The U.S. Securities and Exchange Commission (SEC) has adopted new guidance intended to clarify advisers’ proxy voting responsibilities.
The complex set of guidance addresses a host of issues related to proxy voting and the providers and users of proxy voting advice. Early reactions to the SEC guidance by investment adviser advocacy organizations are somewhat unfavorable and voice dissatisfaction about the fact that the guidance was crafted without the opportunity for public comment and without an accompanying economic analysis.
Investment Adviser Association (IAA) General Counsel Gail Bernstein suggests the new guidance, at least as summarized by the SEC, will likely increase costs for advisers and add to the already significant barriers to entry for proxy advisory firms—i.e, those firms SEC-registered advisers and their clients rely on for making proxy voting decisions.
“While the Commission stated at the open meeting that its actions do not create new obligations, we believe that as a practical matter they will for investment advisers,” Berstein says. “We are disappointed that the guidance was issued without the opportunity for public comment and without the benefit of an economic analysis.”
At the open meeting during which the new guidance was approved, SEC Chairman Jay Clayton thanked Commissioner Elad Roisman for “his leadership on our efforts to consider improvements to the proxy process, and for helping to develop this important guidance that, among other things, will provide clarity to investment advisers regarding proxy voting responsibilities, and ultimately benefit their clients.”
According to the SEC Fact Sheet summary, the guidance discusses, among other matters, the “ability of investment advisers to establish a variety of different voting arrangements with their clients and matters they should consider when they use the services of a proxy advisory firm.”
Importantly, the Commission issued an interpretation that proxy voting advice provided by proxy advisory firms generally constitutes a “solicitation” under the federal proxy rules.

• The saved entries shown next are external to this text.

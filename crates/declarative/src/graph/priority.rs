//! Stable scheduling priority for graph vertices

use crate::types::ResourceRef;
use std::fmt;

/// Ordering key used to pick among simultaneously ready vertices
///
/// The rank is a digest of the resource reference, so the order does not
/// depend on declaration order and stays the same from run to run for an
/// unchanged catalog. Ties on the rank are broken by the reference itself.
/// Resources generated at run time inherit the rank of the resource that
/// produced them so they are applied next to it.
#[derive(Debug, Clone, PartialEq, Eq, PartialOrd, Ord, Hash)]
pub struct Priority {
    rank: u64,
    key: String,
}

impl Priority {
    /// Priority derived from the reference alone
    pub fn for_ref(reference: &ResourceRef) -> Self {
        let key = reference.to_string();
        Self {
            rank: digest(&key),
            key,
        }
    }

    /// Priority of a resource generated by (or contained in) `parent`
    pub fn inherited(parent: &Priority, reference: &ResourceRef) -> Self {
        Self {
            rank: parent.rank,
            key: reference.to_string(),
        }
    }

    pub fn rank(&self) -> u64 {
        self.rank
    }
}

impl fmt::Display for Priority {
    fn fmt(&self, f: &mut fmt::Formatter<'_>) -> fmt::Result {
        write!(f, "{:016x}:{}", self.rank, self.key)
    }
}

/// First eight bytes of the blake3 hash, big-endian
fn digest(key: &str) -> u64 {
    let hash = blake3::hash(key.as_bytes());
    let mut bytes = [0u8; 8];
    bytes.copy_from_slice(&hash.as_bytes()[..8]);
    u64::from_be_bytes(bytes)
}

While it will take time for the actual language of the guidance to be interpreted by qualified counsel, this development seems to suggest, in essence, that proxy advisory firms are, by providing their advice, not simply delivering objective information to a third party but are, in fact, appealing to the client to vote in a certain way. This in turn means the proxy voting firm must meet a set of specific responsibilities in terms of the accuracy and intentions of its recommendations. To this end, the SEC also provided related guidance about the application of proxy antifraud rules to the provision of proxy voting advice.
The SEC’s move is significant for investment advisers, but the guidance at first blush seems to be even more meaningful for providers of proxy voter services. One company providing such services is Institutional Shareholder Services (ISS)—which became the parent company of PLANADVISER at the start of 2019.
In a written statement, Gary Retelny, ISS president and CEO, offers his take on the SEC guidance: “ISS appreciates the time and effort spent by the SEC Commissioners and staff to gauge perspectives of varied corporate governance constituencies, including through hosting of the November 2018 Proxy Advisors round table. We will carefully review the guidance, approved today along a party line vote, to understand the potential impacts for our clients as well as to consider further actions that could improve the ability of our clients to meet their fiduciary obligations in a cost effective manner. However, we are deeply concerned that aspects of the guidance may significantly undermine our ability to deliver independent, timely and accurate data, research, insights and perspectives to aid in the discharge of our clients’ fiduciary duties. We will have more to say once we have the opportunity to closely study the guidance.”
Clearly anticipating responses to the guidance like that of the IAA and ISS, Commissioner Roisman said this regulatory activity “has benefited from the substantial engagement from the public over the past decade, including last November’s staff roundtable on the proxy process and the extensive public comments the Commission has received. The releases reiterate the Commission’s views on the importance of investment advisers’ voting responsibly on behalf of their clients and the applicability of our proxy rules to proxy voting advice.”
According to Commissioner Roisman, these actions help ensure advisers who vote proxies will do so in a manner consistent with their fiduciary obligations and, to the extent they rely on voting advice from proxy advisory firms, that they will take reasonable steps to ensure the use of that advice is consistent with their fiduciary duties.
“In addition, proxy advisory firms, to the extent they engage in solicitations, must comply with applicable law,” Roisman said.
Technically speaking, the Commission has issued guidance to assist investment advisers in fulfilling their proxy voting responsibilities, particularly where they use the services of a proxy advisory firm, and provides guidance on proxy voting disclosures under Form N-1A, Form N-2, Form N-3, and Form N-CSR under the Investment Company Act of 1940. The Commission has also issued an interpretation of Exchange Act Rule 14a-1(l) that proxy voting advice generally constitutes a solicitation under the federal proxy rules and related guidance regarding the application of the antifraud provisions in Exchange Act Rule 14a-9 to proxy voting advice.
Given that there is no public comment period on the guidance or interpretation, they become effective upon publication in the Federal Register. As such, the SEC encourages investment advisers to review their policies and procedures in light of the guidance in advance of next year’s proxy season. To the extent that firms identify operational or other questions in the course of that review, SEC encourages them to contact the staff of the Division of Investment Management.